Action item:
Working through the entries below, find how many lines include "within", then write only that number.

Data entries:
use std::time::Duration;

use futures::StreamExt;
use serde::de::DeserializeOwned;
use serde::Deserialize;
use thiserror::Error;
use url::Url;

use super::types::{NearbyPlace, NearbyQuery, Summary};
use crate::config::Config;
use crate::settings::Language;
use crate::util::sanitize;

pub const DEFAULT_SEARCH_ENDPOINT: &str = "https://{lang}.wikipedia.org/w/api.php";
pub const DEFAULT_SUMMARY_ENDPOINT: &str = "https://{lang}.wikipedia.org/api/rest_v1/page/summary";

/// Replaced by the language code in endpoint templates
const LANG_PLACEHOLDER: &str = "{lang}";

const MAX_RESPONSE_SIZE: usize = 5 * 1024 * 1024; // 5MB
const DEFAULT_TIMEOUT: Duration = Duration::from_secs(20);

// Bounds accepted by the geosearch module
const MIN_GS_RADIUS: u32 = 10;
const MAX_GS_RADIUS: u32 = 10_000;
const MAX_GS_LIMIT: u32 = 500;

#[derive(Debug, Error)]
pub enum ContentError {
    #[error("Invalid argument: {0}")]
    InvalidArgument(String),
    #[error("Wikipedia API error: {status}")]
    Upstream { status: u16 },
    #[error("Wikipedia API rejected the request ({code}): {info}")]
    Api { code: String, info: String },
    #[error("Network error: {0}")]
    Network(#[from] reqwest::Error),
    #[error("Request timed out")]
    Timeout,
    #[error("Response too large (exceeds {0} bytes)")]
    ResponseTooLarge(usize),
    #[error("Malformed response: {0}")]
    Decode(#[from] serde_json::Error),
    #[error("Invalid endpoint: {0}")]
    InvalidEndpoint(String),
    #[error("Insecure endpoint {0}: HTTPS required (except localhost for testing)")]
    InsecureEndpoint(String),
}

// ============================================================================
// Endpoints
// ============================================================================

/// Validated endpoint templates.
///
/// `{lang}` anywhere in a template is replaced by the language code, which
/// for Wikipedia selects the host subdomain.
#[derive(Debug, Clone)]
pub struct Endpoints {
    search: String,
    summary: String,
}

impl Default for Endpoints {
    fn default() -> Self {
        Self {
            search: DEFAULT_SEARCH_ENDPOINT.to_string(),
            summary: DEFAULT_SUMMARY_ENDPOINT.to_string(),
        }
    }
}

impl Endpoints {
    /// # Errors
    ///
    /// `InvalidEndpoint` if a template does not resolve to a URL,
    /// `InsecureEndpoint` for plain HTTP to anything but localhost.
    pub fn new(search: impl Into<String>, summary: impl Into<String>) -> Result<Self, ContentError> {
        let endpoints = Self {
            search: search.into(),
            summary: summary.into(),
        };
        check_endpoint(&endpoints.search)?;
        check_endpoint(&endpoints.summary)?;
        Ok(endpoints)
    }

    fn search_url(&self, language: Language) -> Result<Url, ContentError> {
        resolve(&self.search, language)
    }

    fn summary_url(&self, language: Language, title: &str) -> Result<Url, ContentError> {
        let mut url = resolve(&self.summary, language)?;
        // Page titles use underscores for spaces in URLs
        let segment = title.replace(' ', "_");
        url.path_segments_mut()
            .map_err(|_| ContentError::InvalidEndpoint(self.summary.clone()))?
            .pop_if_empty()
            .push(&segment);
        Ok(url)
    }
}

fn resolve(template: &str, language: Language) -> Result<Url, ContentError> {
    Url::parse(&template.replace(LANG_PLACEHOLDER, language.code()))
        .map_err(|e| ContentError::InvalidEndpoint(format!("{template}: {e}")))
}

fn check_endpoint(template: &str) -> Result<(), ContentError> {
    let url = resolve(template, Language::En)?;
    match url.scheme() {
        "https" => Ok(()),
        "http" if matches!(url.host_str(), Some("localhost") | Some("127.0.0.1")) => {
            tracing::warn!(endpoint = %template, "Using non-HTTPS endpoint (localhost only)");
            Ok(())
        }
        "http" => {
            tracing::error!(endpoint = %template, "Rejecting non-HTTPS endpoint");
            Err(ContentError::InsecureEndpoint(template.to_string()))
        }
        scheme => Err(ContentError::InvalidEndpoint(format!(
            "{template}: unsupported scheme {scheme}"
        ))),
    }
}

fn require_coordinate(name: &str, value: Option<f64>, bound: f64) -> Result<f64, ContentError> {
    let value = value.ok_or_else(|| ContentError::InvalidArgument(format!("{name} is required")))?;
    if !value.is_finite() || value.abs() > bound {
        return Err(ContentError::InvalidArgument(format!(
            "{name} must be within -{bound}..={bound}, got {value}"
        )));
    }
    Ok(value)
}

// ============================================================================
// Wire Format
// ============================================================================

#[derive(Debug, Deserialize)]
struct GeoSearchResponse {
    query: Option<GeoSearchQuery>,
    error: Option<ApiErrorBody>,
}

#[derive(Debug, Deserialize)]
struct GeoSearchQuery {
    #[serde(default)]
    geosearch: Vec<GeoSearchHit>,
}

#[derive(Debug, Deserialize)]
struct GeoSearchHit {
    pageid: i64,
    title: String,
    lat: f64,
    lon: f64,
    #[serde(default)]
    dist: f64,
}

#[derive(Debug, Deserialize)]
struct ApiErrorBody {
    #[serde(default)]
    code: String,
    #[serde(default)]
    info: String,
}

#[derive(Debug, Deserialize)]
struct SummaryResponse {
    pageid: Option<i64>,
    title: Option<String>,
    description: Option<String>,
    extract: Option<String>,
    originalimage: Option<ImageRef>,
    thumbnail: Option<ImageRef>,
    content_urls: Option<ContentUrls>,
}

#[derive(Debug, Deserialize)]
struct ImageRef {
    source: String,
    width: Option<u32>,
    height: Option<u32>,
}

#[derive(Debug, Deserialize)]
struct ContentUrls {
    desktop: Option<PageLink>,
    mobile: Option<PageLink>,
}

#[derive(Debug, Deserialize)]
struct PageLink {
    page: Option<String>,
}

impl GeoSearchHit {
    /// `None` when nothing printable is left of the title.
    fn into_place(self) -> Option<NearbyPlace> {
        let title = sanitize(self.title);
        if title.trim().is_empty() {
            tracing::debug!(page_id = self.pageid, "Skipping geosearch hit without title");
            return None;
        }
        Some(NearbyPlace {
            id: self.pageid,
            title,
            lat: self.lat,
            lon: self.lon,
            distance: self.dist,
        })
    }
}

impl SummaryResponse {
    /// Falls back to the requested title so the result always has one.
    fn into_summary(self, requested_title: &str) -> Summary {
        let title = self
            .title
            .map(sanitize)
            .filter(|t| !t.trim().is_empty())
            .unwrap_or_else(|| requested_title.to_string());
        let image = self.originalimage.or(self.thumbnail);
        let url = self.content_urls.and_then(|urls| {
            urls.desktop
                .and_then(|link| link.page)
                .or_else(|| urls.mobile.and_then(|link| link.page))
        });

        Summary {
            id: self.pageid,
            title,
            description: self.description.map(sanitize).filter(|d| !d.is_empty()),
            extract: self.extract.map(sanitize).unwrap_or_default(),
            image_width: image.as_ref().and_then(|i| i.width),
            image_height: image.as_ref().and_then(|i| i.height),
            image: image.map(|i| i.source),
            url,
        }
    }
}

// ============================================================================
// Client
// ============================================================================

/// Read-only client for geosearch and page summaries.
///
/// One request per call: no retries, no caching. Transient failures are
/// returned to the caller.
#[derive(Clone)]
pub struct WikiClient {
    http: reqwest::Client,
    endpoints: Endpoints,
    timeout: Duration,
}

impl WikiClient {
    pub fn new(http: reqwest::Client, endpoints: Endpoints) -> Self {
        Self {
            http,
            endpoints,
            timeout: DEFAULT_TIMEOUT,
        }
    }

    pub fn with_timeout(self, timeout: Duration) -> Self {
        Self { timeout, ..self }
    }

    /// Build a client with the configured endpoints, user agent and timeout.
    pub fn from_config(config: &Config) -> Result<Self, ContentError> {
        let timeout = Duration::from_secs(config.request_timeout_secs.max(1));
        let http = reqwest::Client::builder()
            .user_agent(config.user_agent.as_str())
            .pool_idle_timeout(Duration::from_secs(30))
            .timeout(timeout)
            .build()?;
        let endpoints = Endpoints::new(&config.search_endpoint, &config.summary_endpoint)?;
        Ok(Self::new(http, endpoints).with_timeout(timeout))
    }

    /// Places within `query.radius` meters of `(lat, lon)`, nearest first as
    /// ordered by the service.
    ///
    /// An empty result is not an error.
    ///
    /// # Errors
    ///
    /// `InvalidArgument` if a coordinate is missing or out of range,
    /// `Upstream` on a non-success status, `Api` when the service reports an
    /// error in the body.
    pub async fn find_nearby(
        &self,
        lat: Option<f64>,
        lon: Option<f64>,
        query: &NearbyQuery,
    ) -> Result<Vec<NearbyPlace>, ContentError> {
        let lat = require_coordinate("lat", lat, 90.0)?;
        let lon = require_coordinate("lon", lon, 180.0)?;

        let mut url = self.endpoints.search_url(query.language)?;
        url.query_pairs_mut()
            .append_pair("action", "query")
            .append_pair("list", "geosearch")
            .append_pair("gscoord", &format!("{lat}|{lon}"))
            .append_pair(
                "gsradius",
                &query.radius.clamp(MIN_GS_RADIUS, MAX_GS_RADIUS).to_string(),
            )
            .append_pair("gslimit", &query.limit.clamp(1, MAX_GS_LIMIT).to_string())
            .append_pair("format", "json")
            .append_pair("origin", "*");

        let response: GeoSearchResponse = self.get_json(url).await?;
        if let Some(error) = response.error {
            return Err(ContentError::Api {
                code: error.code,
                info: error.info,
            });
        }

        let places: Vec<NearbyPlace> = response
            .query
            .map(|q| q.geosearch)
            .unwrap_or_default()
            .into_iter()
            .filter_map(GeoSearchHit::into_place)
            .collect();

        tracing::debug!(
            count = places.len(),
            language = %query.language,
            radius = query.radius,
            "Resolved nearby places"
        );
        Ok(places)
    }

    /// Summary of the page titled `title` in `language`.
    ///
    /// # Errors
    ///
    /// `InvalidArgument` for a blank title, `Upstream` on a non-success
    /// status (404 for an unknown page).
    pub async fn fetch_summary(
        &self,
        title: &str,
        language: Language,
    ) -> Result<Summary, ContentError> {
        let title = title.trim();
        if title.is_empty() {
            return Err(ContentError::InvalidArgument("title is required".to_string()));
        }

        let url = self.endpoints.summary_url(language, title)?;
        let response: SummaryResponse = self.get_json(url).await?;
        Ok(response.into_summary(title))
    }

    async fn get_json<T: DeserializeOwned>(&self, url: Url) -> Result<T, ContentError> {
        tracing::trace!(url = %url, "GET");

        let response = tokio::time::timeout(self.timeout, self.http.get(url).send())
            .await
            .map_err(|_| ContentError::Timeout)?
            .map_err(ContentError::Network)?;

        let status = response.status();
        if !status.is_success() {
            tracing::warn!(status = status.as_u16(), "Upstream request failed");
            return Err(ContentError::Upstream {
                status: status.as_u16(),
            });
        }

        let body = read_limited(response, MAX_RESPONSE_SIZE).await?;
        Ok(serde_json::from_slice(&body)?)
    }
}

async fn read_limited(response: reqwest::Response, limit: usize) -> Result<Vec<u8>, ContentError> {
    if let Some(len) = response.content_length() {
        if len > limit as u64 {
            return Err(ContentError::ResponseTooLarge(limit));
        }
    }

    let mut bytes = Vec::new();
    let mut stream = response.bytes_stream();
    while let Some(chunk) = stream.next().await {
        let chunk = chunk.map_err(ContentError::Network)?;
        if bytes.len().saturating_add(chunk.len()) > limit {
            return Err(ContentError::ResponseTooLarge(limit));
        }
        bytes.extend_from_slice(&chunk);
    }

    Ok(bytes)
}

Response to this task:
2